Enfin, cette réforme instaure, pour tous les MJPM, une obligation de formation continue semblable à celle exigée des autres professions juridiques entérinée par la loi « bien vieillir » du 8 avril 2024 et dont les modalités doivent être précisées courant 2025.

Combien d’universités ont ouvert cette licence et combien d’étudiants y sont inscrits aujourd’hui ?

Dix universités se sont engagées : Aix-Marseille, Douai, Tours, Besançon, Reims, Toulouse, Caen, Rennes, Nimes et Angers. Deux autres étaient volontaires, mais ont pris du retard : Limoges et Montpellier. En 2026, entre 20 et 25 établissements universitaires devraient la proposer. Pour cette première année, nous recensons près de 1100 étudiants engagés dans le cursus depuis la rentrée de septembre.

Quel est le contenu pédagogique de cette licence ?

Elle comprend plusieurs modules consacrés au régime de la protection juridique des personnes, à la relation avec les familles ou l’institution judiciaire, mais aussi à l’accompagnement médical, social et médico-social, à la gestion patrimoniale et budgétaire, au logement, etc. Par ailleurs, la formation comprend des cours d’éthique professionnelle, de déontologie, de technique de communication alternatives ou de psychologie, afin d’apprendre aux futurs professionnels à se comporter en appui des personnes sous protection judiciaire et non de décider à leur place dans le but de préserver leur autonomie et respecter leur volonté.

A quel public s'adresse ce cursus?

Il peut s'agir d'étudiants dans le cadre de la formation initiale ou d'actifs en reconversion professionnelle. A l'heure actuelle, sur la dizaine d'apprenants inscrits dans cette licence à Aix-Marseille, environ 70% le sont au titre de la formation initiale.

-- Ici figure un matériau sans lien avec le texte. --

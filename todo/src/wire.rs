//! JSON wire format for actions and state.
//!
//! Actions travel as `{"type": "<kind>", "payload": {...}}` envelopes:
//!
//! ```json
//! {"type": "add-todo", "payload": {"name": "buy milk"}}
//! {"type": "toggle-todo", "payload": {"id": 3}}
//! {"type": "delete-todo", "payload": {"id": 3}}
//! ```
//!
//! Any other `type`, or a known `type` missing the field it needs, decodes to
//! [`TodoAction::Unknown`] so the reducer treats it as the identity. Only text
//! that is not a JSON envelope at all is an error.

use crate::types::{TodoAction, TodoId, TodoList};
use serde::{Deserialize, Serialize};
use thiserror::Error;

/// Errors from encoding or decoding wire messages
#[derive(Error, Debug)]
pub enum WireError {
    /// The message is not a valid JSON action envelope
    #[error("Invalid action message: {0}")]
    Json(#[from] serde_json::Error),
}

/// An action as it appears on the wire
#[derive(Clone, Debug, Default, PartialEq, Eq, Serialize, Deserialize)]
pub struct ActionEnvelope {
    /// Action kind tag
    #[serde(rename = "type")]
    pub kind: String,
    /// Fields the action kind needs
    #[serde(default)]
    pub payload: Option<Payload>,
}

/// Union of the fields any action kind carries
#[derive(Clone, Debug, Default, PartialEq, Eq, Serialize, Deserialize)]
pub struct Payload {
    /// Item name, for `add-todo`
    #[serde(default, skip_serializing_if = "Option::is_none")]
    pub name: Option<String>,
    /// Item id, for `toggle-todo` and `delete-todo`
    #[serde(default, skip_serializing_if = "Option::is_none")]
    pub id: Option<TodoId>,
}

impl From<&TodoAction> for ActionEnvelope {
    fn from(action: &TodoAction) -> Self {
        let (kind, payload) = match action {
            TodoAction::Add { name } => (
                action.kind().to_string(),
                Payload {
                    name: Some(name.clone()),
                    id: None,
                },
            ),
            TodoAction::Toggle { id } | TodoAction::Delete { id } => (
                action.kind().to_string(),
                Payload {
                    name: None,
                    id: Some(*id),
                },
            ),
            TodoAction::Unknown { kind } => (kind.clone(), Payload::default()),
        };

        Self {
            kind,
            payload: Some(payload),
        }
    }
}

impl From<ActionEnvelope> for TodoAction {
    fn from(envelope: ActionEnvelope) -> Self {
        let ActionEnvelope { kind, payload } = envelope;
        let payload = payload.unwrap_or_default();

        let action = match kind.as_str() {
            "add-todo" => payload.name.map(|name| Self::Add { name }),
            "toggle-todo" => payload.id.map(|id| Self::Toggle { id }),
            "delete-todo" => payload.id.map(|id| Self::Delete { id }),
            _ => return Self::Unknown { kind },
        };

        action.unwrap_or_else(|| {
            tracing::warn!(kind = %kind, "Action payload is missing a required field");
            Self::Unknown { kind }
        })
    }
}

/// Decode one action message
///
/// # Errors
///
/// Returns [`WireError::Json`] if `message` is not a JSON object with a
/// string `type` field.
pub fn decode_action(message: &str) -> Result<TodoAction, WireError> {
    let envelope: ActionEnvelope = serde_json::from_str(message)?;
    Ok(envelope.into())
}

/// Encode one action as a single-line message
///
/// # Errors
///
/// Returns [`WireError::Json`] if serialization fails.
pub fn encode_action(action: &TodoAction) -> Result<String, WireError> {
    Ok(serde_json::to_string(&ActionEnvelope::from(action))?)
}

/// Encode the list as a single-line JSON array of items
///
/// # Errors
///
/// Returns [`WireError::Json`] if serialization fails.
pub fn encode_list(list: &TodoList) -> Result<String, WireError> {
    Ok(serde_json::to_string(list)?)
}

Cette réforme de la formation s’accompagnera-t-elle d’une refonte de la profession ?

Depuis qu’il existe, le métier de mandataire judiciaire à la protection des majeurs peine à trouver sa place dans les nomenclatures de l’emploi et dans les grilles salariales des branches. Des discussions sont en cours entre les syndicats de la profession et Nexem afin d’intégrer cette profession à la convention collective « 66 », celle des établissements et services pour personnes inadaptées et handicapées.